• _Task to complete_: The word to look for is "true". Report every line of the entries below that has it.

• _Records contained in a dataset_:
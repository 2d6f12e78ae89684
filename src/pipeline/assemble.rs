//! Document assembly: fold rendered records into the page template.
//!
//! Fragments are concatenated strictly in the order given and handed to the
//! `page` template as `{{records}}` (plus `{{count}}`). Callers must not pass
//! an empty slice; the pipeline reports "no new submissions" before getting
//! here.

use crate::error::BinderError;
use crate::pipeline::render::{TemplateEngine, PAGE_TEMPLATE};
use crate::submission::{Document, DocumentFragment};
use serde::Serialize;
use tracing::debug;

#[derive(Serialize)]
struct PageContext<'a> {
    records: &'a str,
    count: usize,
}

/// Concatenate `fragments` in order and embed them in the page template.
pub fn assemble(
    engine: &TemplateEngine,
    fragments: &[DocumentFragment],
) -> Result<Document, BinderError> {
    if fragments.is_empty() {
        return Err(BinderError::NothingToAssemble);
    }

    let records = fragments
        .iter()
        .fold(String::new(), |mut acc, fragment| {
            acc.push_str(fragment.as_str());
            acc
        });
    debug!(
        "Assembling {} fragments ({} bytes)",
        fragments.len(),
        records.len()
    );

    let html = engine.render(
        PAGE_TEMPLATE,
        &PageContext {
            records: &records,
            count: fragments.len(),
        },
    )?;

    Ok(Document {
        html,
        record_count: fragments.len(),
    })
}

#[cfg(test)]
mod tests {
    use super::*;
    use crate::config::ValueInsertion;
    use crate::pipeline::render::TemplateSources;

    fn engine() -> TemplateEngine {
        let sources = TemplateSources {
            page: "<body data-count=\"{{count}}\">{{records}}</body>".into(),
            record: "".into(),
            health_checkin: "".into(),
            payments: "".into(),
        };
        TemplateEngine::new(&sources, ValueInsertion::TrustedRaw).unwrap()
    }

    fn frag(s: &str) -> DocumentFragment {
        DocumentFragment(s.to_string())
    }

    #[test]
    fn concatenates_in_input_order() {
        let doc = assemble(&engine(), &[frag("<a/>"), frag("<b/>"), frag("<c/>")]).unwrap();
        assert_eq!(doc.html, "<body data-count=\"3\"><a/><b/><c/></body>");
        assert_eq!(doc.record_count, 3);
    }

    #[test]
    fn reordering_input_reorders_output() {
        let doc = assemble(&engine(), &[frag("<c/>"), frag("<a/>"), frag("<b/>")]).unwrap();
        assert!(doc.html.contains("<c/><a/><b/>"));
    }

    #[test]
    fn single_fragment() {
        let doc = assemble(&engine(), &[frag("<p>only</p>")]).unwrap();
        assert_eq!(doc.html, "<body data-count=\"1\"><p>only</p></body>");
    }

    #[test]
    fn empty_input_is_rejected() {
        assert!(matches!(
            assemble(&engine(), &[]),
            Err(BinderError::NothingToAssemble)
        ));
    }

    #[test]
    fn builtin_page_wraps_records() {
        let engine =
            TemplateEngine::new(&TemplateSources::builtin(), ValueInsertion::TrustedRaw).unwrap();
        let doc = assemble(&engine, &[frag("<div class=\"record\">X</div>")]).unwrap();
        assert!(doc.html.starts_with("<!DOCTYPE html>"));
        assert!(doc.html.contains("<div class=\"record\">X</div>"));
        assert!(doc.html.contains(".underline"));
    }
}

* * *

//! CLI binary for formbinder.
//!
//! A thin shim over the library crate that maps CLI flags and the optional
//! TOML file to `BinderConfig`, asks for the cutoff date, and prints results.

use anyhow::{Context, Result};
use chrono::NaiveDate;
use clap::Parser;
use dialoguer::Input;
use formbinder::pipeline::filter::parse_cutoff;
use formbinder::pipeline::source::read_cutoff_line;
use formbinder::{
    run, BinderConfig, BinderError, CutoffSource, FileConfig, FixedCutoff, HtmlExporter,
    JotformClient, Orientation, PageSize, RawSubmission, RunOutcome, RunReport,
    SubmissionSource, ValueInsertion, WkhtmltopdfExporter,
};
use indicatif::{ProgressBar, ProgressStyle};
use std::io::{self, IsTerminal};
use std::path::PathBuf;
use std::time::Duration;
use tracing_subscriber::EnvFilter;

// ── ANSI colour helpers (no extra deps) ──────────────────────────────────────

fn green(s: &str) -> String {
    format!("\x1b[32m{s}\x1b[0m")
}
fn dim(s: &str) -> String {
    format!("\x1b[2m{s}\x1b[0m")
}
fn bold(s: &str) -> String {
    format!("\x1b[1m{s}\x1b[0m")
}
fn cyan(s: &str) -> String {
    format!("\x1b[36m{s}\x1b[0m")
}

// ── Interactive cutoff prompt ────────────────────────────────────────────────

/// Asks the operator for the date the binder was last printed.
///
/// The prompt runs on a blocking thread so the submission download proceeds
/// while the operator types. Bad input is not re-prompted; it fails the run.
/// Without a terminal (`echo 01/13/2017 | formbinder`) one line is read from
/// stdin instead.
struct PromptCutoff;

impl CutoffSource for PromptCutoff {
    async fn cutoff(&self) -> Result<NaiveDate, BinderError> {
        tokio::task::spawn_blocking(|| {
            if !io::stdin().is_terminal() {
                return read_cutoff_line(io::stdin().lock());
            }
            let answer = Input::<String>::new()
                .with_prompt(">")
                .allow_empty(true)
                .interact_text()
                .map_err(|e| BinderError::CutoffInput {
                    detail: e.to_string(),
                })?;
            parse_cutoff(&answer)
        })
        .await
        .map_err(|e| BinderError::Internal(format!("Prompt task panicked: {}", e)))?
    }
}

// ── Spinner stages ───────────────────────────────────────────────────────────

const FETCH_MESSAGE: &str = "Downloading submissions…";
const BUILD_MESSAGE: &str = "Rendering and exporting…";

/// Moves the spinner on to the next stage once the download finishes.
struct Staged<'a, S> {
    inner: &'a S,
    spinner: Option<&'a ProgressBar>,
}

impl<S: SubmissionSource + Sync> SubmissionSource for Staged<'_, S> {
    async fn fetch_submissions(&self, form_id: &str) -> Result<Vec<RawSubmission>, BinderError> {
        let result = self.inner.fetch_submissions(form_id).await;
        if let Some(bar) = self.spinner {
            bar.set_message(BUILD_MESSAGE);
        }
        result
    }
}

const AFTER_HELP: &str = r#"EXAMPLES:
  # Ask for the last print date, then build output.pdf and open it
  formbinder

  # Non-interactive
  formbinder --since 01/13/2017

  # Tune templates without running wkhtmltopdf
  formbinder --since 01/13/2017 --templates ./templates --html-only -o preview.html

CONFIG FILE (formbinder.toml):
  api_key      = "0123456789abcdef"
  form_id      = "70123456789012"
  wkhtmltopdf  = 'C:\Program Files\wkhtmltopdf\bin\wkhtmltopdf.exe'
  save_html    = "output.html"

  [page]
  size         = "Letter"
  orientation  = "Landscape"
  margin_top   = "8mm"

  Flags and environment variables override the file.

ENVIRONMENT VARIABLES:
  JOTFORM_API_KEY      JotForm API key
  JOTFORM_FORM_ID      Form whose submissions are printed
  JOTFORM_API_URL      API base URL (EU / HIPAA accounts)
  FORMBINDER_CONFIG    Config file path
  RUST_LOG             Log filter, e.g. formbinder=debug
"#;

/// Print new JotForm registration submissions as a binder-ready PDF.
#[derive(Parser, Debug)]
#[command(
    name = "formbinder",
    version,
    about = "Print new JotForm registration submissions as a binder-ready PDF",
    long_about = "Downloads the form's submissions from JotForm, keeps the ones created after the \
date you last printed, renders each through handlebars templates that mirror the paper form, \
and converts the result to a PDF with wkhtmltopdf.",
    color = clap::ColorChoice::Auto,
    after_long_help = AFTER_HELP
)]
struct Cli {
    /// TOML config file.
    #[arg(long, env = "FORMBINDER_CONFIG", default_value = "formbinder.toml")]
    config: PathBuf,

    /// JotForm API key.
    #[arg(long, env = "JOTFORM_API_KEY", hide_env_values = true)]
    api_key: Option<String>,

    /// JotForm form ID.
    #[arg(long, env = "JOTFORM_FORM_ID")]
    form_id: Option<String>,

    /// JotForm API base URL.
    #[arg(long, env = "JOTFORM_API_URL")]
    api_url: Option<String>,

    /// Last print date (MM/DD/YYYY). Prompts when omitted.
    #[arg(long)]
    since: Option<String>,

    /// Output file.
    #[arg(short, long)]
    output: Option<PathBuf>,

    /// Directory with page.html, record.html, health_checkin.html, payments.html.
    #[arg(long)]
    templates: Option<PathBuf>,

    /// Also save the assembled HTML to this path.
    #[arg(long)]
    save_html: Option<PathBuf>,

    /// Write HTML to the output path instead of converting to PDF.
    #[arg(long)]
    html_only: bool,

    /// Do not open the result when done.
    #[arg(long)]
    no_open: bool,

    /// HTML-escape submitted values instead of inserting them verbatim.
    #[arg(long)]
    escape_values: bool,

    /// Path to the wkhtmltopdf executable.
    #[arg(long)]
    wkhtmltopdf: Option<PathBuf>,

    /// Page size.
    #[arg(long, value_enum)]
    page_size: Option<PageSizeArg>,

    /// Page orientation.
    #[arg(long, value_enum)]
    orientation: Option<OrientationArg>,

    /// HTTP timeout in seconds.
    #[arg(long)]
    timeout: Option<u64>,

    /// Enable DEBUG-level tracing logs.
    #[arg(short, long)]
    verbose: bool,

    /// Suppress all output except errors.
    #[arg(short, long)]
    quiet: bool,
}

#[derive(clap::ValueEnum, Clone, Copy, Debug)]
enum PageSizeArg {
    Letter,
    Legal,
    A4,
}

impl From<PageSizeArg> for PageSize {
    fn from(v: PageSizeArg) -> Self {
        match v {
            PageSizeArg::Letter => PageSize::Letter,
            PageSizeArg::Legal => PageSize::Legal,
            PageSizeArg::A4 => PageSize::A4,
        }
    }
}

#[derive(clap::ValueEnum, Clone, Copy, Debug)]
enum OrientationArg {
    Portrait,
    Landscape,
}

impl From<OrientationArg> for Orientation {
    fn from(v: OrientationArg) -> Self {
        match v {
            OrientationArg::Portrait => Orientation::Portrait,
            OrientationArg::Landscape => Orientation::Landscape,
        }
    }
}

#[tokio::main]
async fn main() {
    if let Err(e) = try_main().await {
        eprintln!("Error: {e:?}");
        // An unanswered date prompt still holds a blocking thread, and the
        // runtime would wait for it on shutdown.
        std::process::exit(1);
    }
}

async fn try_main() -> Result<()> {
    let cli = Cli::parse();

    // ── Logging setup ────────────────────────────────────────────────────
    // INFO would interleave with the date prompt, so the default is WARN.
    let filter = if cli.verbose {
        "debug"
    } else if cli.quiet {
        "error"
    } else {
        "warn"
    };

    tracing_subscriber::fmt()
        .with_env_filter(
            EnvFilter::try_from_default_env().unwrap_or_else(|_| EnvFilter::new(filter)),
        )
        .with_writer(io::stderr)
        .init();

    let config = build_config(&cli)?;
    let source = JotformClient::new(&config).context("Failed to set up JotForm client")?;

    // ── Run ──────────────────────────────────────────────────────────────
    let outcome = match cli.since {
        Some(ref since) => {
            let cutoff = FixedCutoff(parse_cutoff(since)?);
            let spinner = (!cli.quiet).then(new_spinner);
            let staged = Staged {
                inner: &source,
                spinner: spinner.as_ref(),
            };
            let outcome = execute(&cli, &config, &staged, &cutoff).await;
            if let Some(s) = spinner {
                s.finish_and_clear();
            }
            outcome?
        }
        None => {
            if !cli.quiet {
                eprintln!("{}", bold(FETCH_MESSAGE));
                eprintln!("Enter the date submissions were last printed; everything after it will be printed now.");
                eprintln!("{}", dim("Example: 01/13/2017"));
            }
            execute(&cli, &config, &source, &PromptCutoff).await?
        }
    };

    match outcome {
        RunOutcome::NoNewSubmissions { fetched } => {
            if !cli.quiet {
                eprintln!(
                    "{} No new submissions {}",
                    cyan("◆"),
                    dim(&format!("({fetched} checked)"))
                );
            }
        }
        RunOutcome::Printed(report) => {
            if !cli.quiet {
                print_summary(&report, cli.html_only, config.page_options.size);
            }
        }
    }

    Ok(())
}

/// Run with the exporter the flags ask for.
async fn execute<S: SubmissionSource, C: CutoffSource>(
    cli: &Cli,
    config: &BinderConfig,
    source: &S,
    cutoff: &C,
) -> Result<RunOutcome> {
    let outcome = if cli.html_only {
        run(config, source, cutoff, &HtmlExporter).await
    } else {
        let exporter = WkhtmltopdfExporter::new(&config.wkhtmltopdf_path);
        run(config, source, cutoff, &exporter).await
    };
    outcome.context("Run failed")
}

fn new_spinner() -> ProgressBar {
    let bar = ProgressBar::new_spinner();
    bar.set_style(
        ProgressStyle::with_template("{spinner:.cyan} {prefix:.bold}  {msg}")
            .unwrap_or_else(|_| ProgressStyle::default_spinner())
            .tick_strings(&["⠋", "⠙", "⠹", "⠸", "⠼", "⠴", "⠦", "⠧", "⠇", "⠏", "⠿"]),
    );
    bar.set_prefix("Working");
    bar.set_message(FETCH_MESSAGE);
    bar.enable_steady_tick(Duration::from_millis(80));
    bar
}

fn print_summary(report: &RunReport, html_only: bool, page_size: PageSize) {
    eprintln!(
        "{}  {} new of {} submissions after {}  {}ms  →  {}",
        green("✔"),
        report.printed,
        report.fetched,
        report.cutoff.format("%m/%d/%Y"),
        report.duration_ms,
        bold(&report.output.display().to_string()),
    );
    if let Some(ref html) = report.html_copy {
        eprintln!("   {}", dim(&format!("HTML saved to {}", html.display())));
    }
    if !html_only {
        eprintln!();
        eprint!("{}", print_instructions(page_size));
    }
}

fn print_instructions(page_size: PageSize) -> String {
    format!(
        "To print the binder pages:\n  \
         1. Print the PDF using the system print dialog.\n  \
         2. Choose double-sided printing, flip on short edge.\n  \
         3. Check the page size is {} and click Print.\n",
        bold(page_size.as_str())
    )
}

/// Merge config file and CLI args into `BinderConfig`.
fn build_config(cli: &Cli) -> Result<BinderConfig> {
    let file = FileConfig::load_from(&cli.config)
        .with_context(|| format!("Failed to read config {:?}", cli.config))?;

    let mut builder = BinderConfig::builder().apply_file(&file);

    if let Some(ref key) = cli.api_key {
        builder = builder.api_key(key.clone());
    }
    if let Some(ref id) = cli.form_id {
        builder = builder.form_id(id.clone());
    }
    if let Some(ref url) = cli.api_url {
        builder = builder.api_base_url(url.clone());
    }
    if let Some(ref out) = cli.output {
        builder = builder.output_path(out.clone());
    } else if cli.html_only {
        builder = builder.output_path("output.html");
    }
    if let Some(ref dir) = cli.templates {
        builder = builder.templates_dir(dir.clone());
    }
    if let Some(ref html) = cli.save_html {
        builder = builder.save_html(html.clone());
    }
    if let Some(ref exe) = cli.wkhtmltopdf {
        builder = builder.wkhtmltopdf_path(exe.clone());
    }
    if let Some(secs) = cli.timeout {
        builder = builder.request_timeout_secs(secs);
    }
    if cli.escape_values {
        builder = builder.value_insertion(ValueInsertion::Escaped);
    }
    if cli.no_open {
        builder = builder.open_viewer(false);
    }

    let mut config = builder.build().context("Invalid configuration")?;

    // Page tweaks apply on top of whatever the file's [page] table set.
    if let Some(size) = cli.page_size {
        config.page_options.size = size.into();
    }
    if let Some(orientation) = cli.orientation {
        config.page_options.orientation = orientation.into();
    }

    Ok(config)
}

• _Written response_:
                .allow_empty(true)
    #[arg(long, env = "JOTFORM_API_KEY", hide_env_values = true)]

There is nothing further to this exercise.